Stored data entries
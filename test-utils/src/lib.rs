//! Serverlist Test Utils
//!
//! Provides shared testing utilities for the serverlist interactions service. This crate
//! offers a builder pattern for creating test contexts with in-memory SQLite databases,
//! factories for listing rows, and Serenity fixtures built from Discord-shaped JSON.
//!
//! # Overview
//!
//! - **TestBuilder**: Fluent builder for configuring test environments
//! - **TestContext**: Test environment containing the database connection
//! - **TestError**: Error types that can occur during test setup
//! - **factory**: Listing row factories with sensible defaults
//! - **serenity**: Serenity model fixtures
//!
//! # Usage
//!
//! ```rust,ignore
//! use test_utils::builder::TestBuilder;
//! use entity::prelude::Server;
//!
//! #[tokio::test]
//! async fn test_server_operations() -> Result<(), TestError> {
//!     let test = TestBuilder::new()
//!         .with_table(Server)
//!         .build()
//!         .await?;
//!
//!     let db = test.db.unwrap();
//!     // Perform database operations...
//!
//!     Ok(())
//! }
//! ```

pub mod builder;
pub mod context;
pub mod error;
pub mod factory;
pub mod serenity;
//! Wire-level types exchanged over HTTP.
//!
//! `interaction` and `command` follow Discord's JSON shapes; `server` and `api`
//! are the listing feed DTOs.

pub mod api;
pub mod command;
pub mod interaction;
pub mod server;
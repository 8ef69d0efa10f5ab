use sea_orm::{sea_query::TableCreateStatement, ConnectionTrait, Database, DatabaseConnection};

use crate::error::TestError;

/// Test context containing the database connection for an isolated test.
///
/// The in-memory SQLite database is created lazily on first access and persists
/// for the lifetime of the test context.
pub struct TestContext {
    /// Optional database connection to in-memory SQLite instance.
    ///
    /// Initialized lazily when `database()` is first called.
    pub db: Option<DatabaseConnection>,
}

impl TestContext {
    /// Creates a new empty test context with no database connection.
    pub fn new() -> Self {
        Self { db: None }
    }

    /// Gets or creates the in-memory SQLite database connection.
    ///
    /// # Returns
    /// - `Ok(&DatabaseConnection)` - Reference to the database connection
    /// - `Err(TestError::Database)` - Failed to connect to in-memory SQLite database
    pub async fn database(&mut self) -> Result<&DatabaseConnection, TestError> {
        match self.db {
            Some(ref db) => Ok(db),
            None => {
                let db = Database::connect("sqlite::memory:").await?;

                let db_ref = self.db.insert(db);

                Ok(&*db_ref) // Re-borrow as immutable
            }
        }
    }

    /// Creates database tables from the provided CREATE TABLE statements.
    ///
    /// Typically called internally by `TestBuilder::build()` rather than directly.
    ///
    /// # Arguments
    /// - `stmts` - Vector of CREATE TABLE statements to execute
    ///
    /// # Returns
    /// - `Ok(())` - All tables created successfully
    /// - `Err(TestError::Database)` - Failed to create one or more tables
    pub async fn with_tables(&mut self, stmts: Vec<TableCreateStatement>) -> Result<(), TestError> {
        let db = self.database().await?;

        for stmt in stmts {
            db.execute(&stmt).await?;
        }

        Ok(())
    }
}

impl Default for TestContext {
    fn default() -> Self {
        Self::new()
    }
}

**EXERCISE DETAILS**. The response must consist solely of the lines from the top of the records through the line holding "offers a builder", copied word for word.

**RESPONSE**.
filename test-utils/src/lib.rs
//! Serverlist Test Utils
//!
//! Provides shared testing utilities for the serverlist interactions service. This crate
//! offers a builder pattern for creating test contexts with in-memory SQLite databases,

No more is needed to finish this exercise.